The offical death toll from the magnitude 7.9 temblor has passed 32,000, and it is expected to climb as high as 50,000. Two towns were evacuated Friday due to fears that rivers dammed by landslides were at risk of flooding their banks and inundating the quake hit areas, the state-run Xinhua News Service reported. Rescue efforts are now entering their final stages, when only the most extreme cases of survival emerge. On Saturday, 165 people were rescued from flattened buildings, a State Council spokesman said. President Hu Jintao told visiting survivors Friday that although the "golden 72 hours" when pulling survivors from the rubble is most likely has expired, saving lives is still the priority.
But soon China will be faced with an equally monumental task: how to house the 4.8 million people who have been left homeless by the quake.
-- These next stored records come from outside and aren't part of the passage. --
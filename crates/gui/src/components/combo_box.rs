use eframe::egui::{ComboBox, Ui};

/// Labelled selector over `(value, label)` options; returns true when the selection changed.
pub fn combo_box<T>(
    ui: &mut Ui,
    selector_var: &mut Option<T>,
    label: impl Into<String>,
    placeholder: impl Into<String>,
    potential_values: Vec<(T, String)>,
    locked: bool,
    width: f32,
) -> bool where T: Clone + PartialEq {
    let mut changed = false;
    let mut c = selector_var.clone();
    let selector = if locked {
        &mut c
    } else {
        selector_var
    };
    let string = label.into();
    let selected_text = selector.as_ref()
        .and_then(|s| potential_values.iter().find(|(v, _)| v == s))
        .map(|(_, l)| l.clone())
        .unwrap_or(placeholder.into());
    ui.push_id(string.clone(), |ui| {
        ComboBox::from_label(string)
            .width(width)
            .selected_text(selected_text)
            .show_ui(ui, |ui| {
                for (value, text) in potential_values.into_iter() {
                    if ui.selectable_value(selector, Some(value), text).changed() {
                        changed = true;
                    }
                }
            });
    });
    changed
}
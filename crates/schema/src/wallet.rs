use serde::{Deserialize, Serialize};

pub const DEFAULT_ACCOUNT_NAME: &str = "default";
pub const MIXED_ACCOUNT_NAME: &str = "mixed";
pub const UNMIXED_ACCOUNT_NAME: &str = "unmixed";

const ATOMS_PER_COIN: f64 = 100_000_000.0;

#[derive(Serialize, Deserialize, Debug, Clone, PartialEq, Eq, Default)]
#[serde(default)]
pub struct WalletInfo {
    pub id: i32,
    pub name: String,
    pub watch_only: bool,
    pub mixed_account: Option<i32>,
    pub unmixed_account: Option<i32>,
}

impl WalletInfo {
    pub fn mixer_configured(&self) -> bool {
        self.mixed_account.is_some() && self.unmixed_account.is_some()
    }
}

#[derive(Serialize, Deserialize, Debug, Clone, PartialEq, Eq, Default)]
#[serde(default)]
pub struct AccountInfo {
    pub number: i32,
    pub name: String,
    pub balance_atoms: i64,
}

impl AccountInfo {
    pub fn balance_string(&self) -> String {
        format!("{:.8} DCR", self.balance_atoms as f64 / ATOMS_PER_COIN)
    }
}
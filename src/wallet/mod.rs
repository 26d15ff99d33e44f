pub mod local_registry;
More than 3 million houses collapsed and over 15 million were damaged in the quake. As a result, victims are living anywhere they can. Public spaces of towns in the disaster zone are filled with tents. The Sichuan Ministry of Civil Affairs says it has provided 30,000 tents, but most are living in homemade structures built out of the red, white and blue plastic used for shopping bags in China. In Chengdu, many people sleep under highway overpasses. On the way to Yanmen village, where 10,000 people were left homeless, people have pitched their tents in the road, more afraid of their damaged houses than being hit by cars in the night.
People left homeless by the quake are now housed in 2,885 locations. They are spread across the disaster area; few have any idea of when they will be able to return home. Many towns and cities in this part of central Sichuan province were ravaged by the tremor, and along with the buildings that were flattened, many more will have to be demolished.
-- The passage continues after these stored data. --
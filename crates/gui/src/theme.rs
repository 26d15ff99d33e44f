use std::sync::Arc;

use arc_swap::ArcSwap;
use eframe::egui;
use eframe::egui::{Color32, Visuals};
use log::warn;

pub mod values {
    pub const MARGIN_PADDING_2: f32 = 2.0;
    pub const MARGIN_PADDING_4: f32 = 4.0;
    pub const MARGIN_PADDING_8: f32 = 8.0;
    pub const MARGIN_PADDING_10: f32 = 10.0;
    pub const MARGIN_PADDING_12: f32 = 12.0;
    pub const MARGIN_PADDING_16: f32 = 16.0;
    pub const MARGIN_PADDING_20: f32 = 20.0;
    pub const MARGIN_PADDING_24: f32 = 24.0;

    pub const TEXT_SIZE_12: f32 = 12.0;
    pub const TEXT_SIZE_14: f32 = 14.0;
    pub const TEXT_SIZE_16: f32 = 16.0;
    pub const TEXT_SIZE_20: f32 = 20.0;

    pub const MODAL_WIDTH: f32 = 380.0;
    pub const CARD_RADIUS: f32 = 8.0;
}

#[derive(Clone, Copy, Debug, PartialEq)]
pub struct Colors {
    pub primary: Color32,
    pub surface: Color32,
    pub surface_highlight: Color32,
    pub background: Color32,
    pub text: Color32,
    pub gray_text1: Color32,
    pub gray_text2: Color32,
    pub gray1: Color32,
    pub gray2: Color32,
    pub gray3: Color32,
    pub danger: Color32,
    pub success: Color32,
    pub yellow: Color32,
    pub deep_blue: Color32,
    pub white: Color32,
}

#[derive(Clone, Copy, Debug, PartialEq)]
pub struct SwitchStyle {
    pub active_color: Color32,
    pub inactive_color: Color32,
    pub thumb_color: Color32,
}

#[derive(Clone, Debug, PartialEq)]
pub struct Theme {
    pub dark_mode: bool,
    pub color: Colors,
    pub switch_style: SwitchStyle,
}

pub type SharedTheme = Arc<ArcSwap<Theme>>;

pub fn shared_theme(dark_mode: bool) -> SharedTheme {
    Arc::new(ArcSwap::from_pointee(Theme::new(dark_mode)))
}

fn hex(s: &str) -> Color32 {
    match csscolorparser::parse(s) {
        Ok(c) => {
            let [r, g, b, a] = c.to_rgba8();
            Color32::from_rgba_unmultiplied(r, g, b, a)
        }
        Err(e) => {
            warn!("Invalid palette color {}: {}", s, e);
            Color32::TRANSPARENT
        }
    }
}

impl Colors {
    pub fn light() -> Self {
        Self {
            primary: hex("#2970ff"),
            surface: hex("#ffffff"),
            surface_highlight: hex("#f3f5f6"),
            background: hex("#f3f5f6"),
            text: hex("#091440"),
            gray_text1: hex("#3d5873"),
            gray_text2: hex("#596d81"),
            gray1: hex("#8997a5"),
            gray2: hex("#e6eaed"),
            gray3: hex("#c4cbd2"),
            danger: hex("#ed6d47"),
            success: hex("#41be53"),
            yellow: hex("#ffc84e"),
            deep_blue: hex("#091440"),
            white: hex("#ffffff"),
        }
    }

    pub fn dark() -> Self {
        Self {
            primary: hex("#57b6ff"),
            surface: hex("#252525"),
            surface_highlight: hex("#303030"),
            background: hex("#181818"),
            text: hex("#ffffffde"),
            gray_text1: hex("#ffffffde"),
            gray_text2: hex("#ffffff99"),
            gray1: hex("#ffffff61"),
            gray2: hex("#3d3d3d"),
            gray3: hex("#8997a5"),
            danger: hex("#ed6d47"),
            success: hex("#41be53"),
            yellow: hex("#ffc84e"),
            deep_blue: hex("#ffffffde"),
            white: hex("#ffffff"),
        }
    }
}

impl Theme {
    pub fn new(dark_mode: bool) -> Self {
        let color = if dark_mode { Colors::dark() } else { Colors::light() };
        let switch_style = SwitchStyle {
            active_color: color.primary,
            inactive_color: color.gray3,
            thumb_color: color.white,
        };
        Self { dark_mode, color, switch_style }
    }

    pub fn visuals(&self) -> Visuals {
        let mut visuals = if self.dark_mode { Visuals::dark() } else { Visuals::light() };
        visuals.panel_fill = self.color.background;
        visuals.window_fill = self.color.surface;
        visuals.extreme_bg_color = self.color.surface;
        visuals.selection.bg_fill = self.color.primary;
        visuals.hyperlink_color = self.color.primary;
        visuals.override_text_color = Some(self.color.text);
        visuals
    }

    pub fn apply(&self, ctx: &egui::Context) {
        ctx.set_visuals(self.visuals());
    }
}

/// Approximate luminance of an sRGB color, weights scaled to a 16 bit sum.
fn approx_luminance(r: u8, g: u8, b: u8) -> u8 {
    const R: u32 = 13933;
    const G: u32 = 46871;
    const B: u32 = 4732;
    const T: u32 = R + G + B;
    ((R * r as u32 + G * g as u32 + B * b as u32) / T) as u8
}

fn mix(a: u8, b: u8, ratio: u32) -> u8 {
    ((a as u32 * ratio + b as u32 * (256 - ratio)) / 256) as u8
}

/// Greyed out variant of a color used by disabled widgets.
pub fn disabled(c: Color32) -> Color32 {
    const BLEND: u32 = 80;
    const ALPHA: u32 = 128 + 32;
    let [r, g, b, a] = c.to_srgba_unmultiplied();
    let lum = approx_luminance(r, g, b);
    let a = mix(a, a, BLEND);
    let a = (a as u32 * ALPHA / 0xFF) as u8;
    Color32::from_rgba_unmultiplied(mix(r, lum, BLEND), mix(g, lum, BLEND), mix(b, lum, BLEND), a)
}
Jia Shungang, 36, was relatively lucky. There were few deaths in his neighborhood of Mianyang city. He is now camped out with his family in a parking lot near a museum dedicated to the Tang dynasty poet Li Bai, who was born in the area. A family sits outside a tent nearby, the grandmother's eyes and legs badly bruised from when a house collapsed on her. Conditions in the camp are decent, Jia says, but he wonders how long he will stay. "We don't know how long we'll be here," he says, as a worker walks through with a chemical sprayer strapped to his back, pumping disinfectant into the air. "The government hasn't told us."
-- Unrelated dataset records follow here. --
use std::sync::Arc;

use dcrdesk_schema::conf::config_store::ConfigStore;
use dcrdesk_schema::config_data::DARK_MODE_CONFIG_KEY;
use eframe::egui;
use log::{debug, warn};

use crate::modal::Modal;
use crate::page::{GuiContext, Page};
use crate::theme::{SharedTheme, Theme};

pub enum NavCommand<G> {
    Display(Box<dyn Page<G>>),
    CloseCurrentPage,
    /// Re-run `on_navigated_to` of the page with this id if it is on top.
    ResumePage(String),
    ShowModal(Box<dyn Modal<G>>),
    DismissModal(String),
    RefreshTheme,
    Reload,
}

impl<G> NavCommand<G> {
    pub fn describe(&self) -> String {
        match self {
            NavCommand::Display(p) => format!("display:{}", p.id()),
            NavCommand::CloseCurrentPage => "close_current_page".to_string(),
            NavCommand::ResumePage(id) => format!("resume_page:{}", id),
            NavCommand::ShowModal(m) => format!("show_modal:{}", m.id()),
            NavCommand::DismissModal(id) => format!("dismiss_modal:{}", id),
            NavCommand::RefreshTheme => "refresh_theme".to_string(),
            NavCommand::Reload => "reload".to_string(),
        }
    }
}

/// Handle pages and modals use to request navigation. Requests are applied
/// by the page stack between interaction passes.
pub struct Navigator<G> {
    sender: flume::Sender<NavCommand<G>>,
}

impl<G> Clone for Navigator<G> {
    fn clone(&self) -> Self {
        Self { sender: self.sender.clone() }
    }
}

impl<G> Navigator<G> {
    pub fn channel() -> (Navigator<G>, flume::Receiver<NavCommand<G>>) {
        let (sender, receiver) = flume::unbounded();
        (Navigator { sender }, receiver)
    }

    fn send(&self, cmd: NavCommand<G>) {
        if self.sender.send(cmd).is_err() {
            warn!("Navigation request dropped, page stack is gone");
        }
    }

    pub fn display(&self, page: impl Page<G> + 'static) {
        self.send(NavCommand::Display(Box::new(page)));
    }

    pub fn close_current_page(&self) {
        self.send(NavCommand::CloseCurrentPage);
    }

    pub fn resume_page(&self, id: impl Into<String>) {
        self.send(NavCommand::ResumePage(id.into()));
    }

    pub fn show_modal(&self, modal: impl Modal<G> + 'static) {
        self.send(NavCommand::ShowModal(Box::new(modal)));
    }

    pub fn dismiss_modal(&self, id: impl Into<String>) {
        self.send(NavCommand::DismissModal(id.into()));
    }

    pub fn refresh_theme(&self) {
        self.send(NavCommand::RefreshTheme);
    }

    pub fn reload(&self) {
        self.send(NavCommand::Reload);
    }
}

/// Stack of pages with modals drawn over the top page.
pub struct PageStack<G> {
    pages: Vec<Box<dyn Page<G>>>,
    modals: Vec<Box<dyn Modal<G>>>,
    gctx: GuiContext<G>,
    receiver: flume::Receiver<NavCommand<G>>,
    theme_dirty: bool,
    repaint_requested: bool,
}

impl<G> PageStack<G> where G: ConfigStore + 'static {
    pub fn new(theme: SharedTheme) -> Self {
        let (nav, receiver) = Navigator::channel();
        Self {
            pages: vec![],
            modals: vec![],
            gctx: GuiContext { theme, nav },
            receiver,
            theme_dirty: true,
            repaint_requested: false,
        }
    }

    pub fn gui_context(&self) -> GuiContext<G> {
        self.gctx.clone()
    }

    pub fn navigator(&self) -> Navigator<G> {
        self.gctx.nav.clone()
    }

    pub fn current_page_id(&self) -> Option<&str> {
        self.pages.last().map(|p| p.id())
    }

    pub fn page_ids(&self) -> Vec<String> {
        self.pages.iter().map(|p| p.id().to_string()).collect()
    }

    pub fn modal_ids(&self) -> Vec<String> {
        self.modals.iter().map(|m| m.id().to_string()).collect()
    }

    pub fn process_commands(&mut self, g: &mut G) {
        while let Ok(cmd) = self.receiver.try_recv() {
            debug!("Navigation: {}", cmd.describe());
            match cmd {
                NavCommand::Display(mut page) => {
                    if let Some(top) = self.pages.last_mut() {
                        top.on_navigated_from();
                    }
                    page.on_navigated_to(g);
                    self.pages.push(page);
                }
                NavCommand::CloseCurrentPage => {
                    if self.pages.len() <= 1 {
                        warn!("Refusing to close the root page");
                        continue;
                    }
                    if let Some(mut page) = self.pages.pop() {
                        page.on_navigated_from();
                    }
                    if let Some(top) = self.pages.last_mut() {
                        top.on_navigated_to(g);
                    }
                }
                NavCommand::ResumePage(id) => {
                    if let Some(top) = self.pages.last_mut().filter(|p| p.id() == id) {
                        top.on_navigated_to(g);
                    }
                }
                NavCommand::ShowModal(mut modal) => {
                    modal.on_resume(g);
                    self.modals.push(modal);
                }
                NavCommand::DismissModal(id) => {
                    if let Some(pos) = self.modals.iter().rposition(|m| m.id() == id) {
                        let mut modal = self.modals.remove(pos);
                        modal.on_dismiss();
                    }
                }
                NavCommand::RefreshTheme => {
                    let dark = g.read_bool_config_value_for_key(DARK_MODE_CONFIG_KEY, false);
                    self.gctx.theme.store(Arc::new(Theme::new(dark)));
                    self.theme_dirty = true;
                }
                NavCommand::Reload => {
                    self.repaint_requested = true;
                }
            }
        }
    }

    /// Interaction pass: the top modal, or the top page when no modal is open.
    pub fn handle(&mut self, g: &mut G) {
        self.process_commands(g);
        if let Some(modal) = self.modals.last_mut() {
            modal.handle(g);
        } else if let Some(page) = self.pages.last_mut() {
            page.handle_user_interactions(g);
        }
        self.process_commands(g);
    }

    pub fn layout(&mut self, ctx: &egui::Context, g: &G) {
        if std::mem::take(&mut self.theme_dirty) {
            self.gctx.theme().apply(ctx);
        }
        let modal_open = !self.modals.is_empty();
        let pages = &mut self.pages;
        egui::CentralPanel::default().show(ctx, |ui| {
            ui.add_enabled_ui(!modal_open, |ui| {
                egui::ScrollArea::vertical().auto_shrink([false, false]).show(ui, |ui| {
                    if let Some(page) = pages.last_mut() {
                        page.layout(ui, g);
                    }
                });
            });
        });
        for modal in self.modals.iter_mut() {
            modal.layout(ctx, g);
        }
        if std::mem::take(&mut self.repaint_requested) {
            ctx.request_repaint();
        }
    }

    /// Cancels every page context, used on shutdown.
    pub fn close_all(&mut self) {
        while let Some(mut page) = self.pages.pop() {
            page.on_navigated_from();
        }
        while let Some(mut modal) = self.modals.pop() {
            modal.on_dismiss();
        }
    }
}

#[cfg(test)]
mod tests {
    use super::*;
    use crate::theme::shared_theme;
    use dcrdesk_schema::conf::config_store::MemoryConfigStore;
    use std::cell::RefCell;
    use std::rc::Rc;

    struct RecordingPage {
        id: String,
        log: Rc<RefCell<Vec<String>>>,
    }

    impl Page<MemoryConfigStore> for RecordingPage {
        fn id(&self) -> &str {
            &self.id
        }
        fn on_navigated_to(&mut self, _g: &mut MemoryConfigStore) {
            self.log.borrow_mut().push(format!("to:{}", self.id));
        }
        fn handle_user_interactions(&mut self, _g: &mut MemoryConfigStore) {
            self.log.borrow_mut().push(format!("handle:{}", self.id));
        }
        fn layout(&mut self, _ui: &mut egui::Ui, _g: &MemoryConfigStore) {}
        fn on_navigated_from(&mut self) {
            self.log.borrow_mut().push(format!("from:{}", self.id));
        }
    }

    fn recording_page(id: &str, log: &Rc<RefCell<Vec<String>>>) -> RecordingPage {
        RecordingPage { id: id.to_string(), log: log.clone() }
    }

    #[test]
    fn display_and_close_drive_lifecycle() {
        let log = Rc::new(RefCell::new(vec![]));
        let mut g = MemoryConfigStore::default();
        let mut stack: PageStack<MemoryConfigStore> = PageStack::new(shared_theme(false));
        let nav = stack.navigator();
        nav.display(recording_page("a", &log));
        nav.display(recording_page("b", &log));
        stack.handle(&mut g);
        assert_eq!(stack.page_ids(), vec!["a", "b"]);
        nav.close_current_page();
        nav.close_current_page();
        stack.process_commands(&mut g);
        assert_eq!(stack.current_page_id(), Some("a"));
        assert_eq!(
            *log.borrow(),
            vec!["to:a", "from:a", "to:b", "handle:b", "from:b", "to:a"]
        );
    }

    #[test]
    fn refresh_theme_reads_dark_mode() {
        let mut g = MemoryConfigStore::default();
        g.set_bool_config_value_for_key(DARK_MODE_CONFIG_KEY, true);
        let mut stack: PageStack<MemoryConfigStore> = PageStack::new(shared_theme(false));
        stack.navigator().refresh_theme();
        stack.process_commands(&mut g);
        assert!(stack.gui_context().theme().dark_mode);
    }
}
The nearby Nanhe Sports Center, where 8,000 quake victims live, resembles a small city in its size and organization. At the gate, people sleep on sacks of laundry detergent. Others pore over lists of injured. The biggest fear is infectious disease, and doctors and nurses wander through the crowds giving evaluations. Children sit in the field and watch a movie featuring Taiwan film star Jay Chou. Classical music plays over the loudspeakers. Lines of residents completing registration forms snake through the complex. Zhu Linzhen, 40, stands with her son, fighting to maintain her spot. "We have nothing," she says. The camp isn't bad, she says, but "I don't do anything all day." Above the entry gate is a red sign with white characters about 10 feet tall that reads, "The people of the disaster zone thank the Communist Party."
For camp resident Li Baorong, 37, memories of the recent past overwhelm any thoughts about the future. When the quake hit her hometown of Beichuan, she told her mother to run out of their house. She told her to be quick, but when she looked back her mother, who was just a few steps behind, was engulfed in their collapsing house. "I regret that I allowed her to trail behind," Li says. Now she is trying to find the other survivors from her family, which lost seven members. "Where we will go next, I don't know," she says. "This just feels like a temporary stop while we put ourselves back together." Given the scale of the destruction, the stadium housing may be less temporary than she thinks.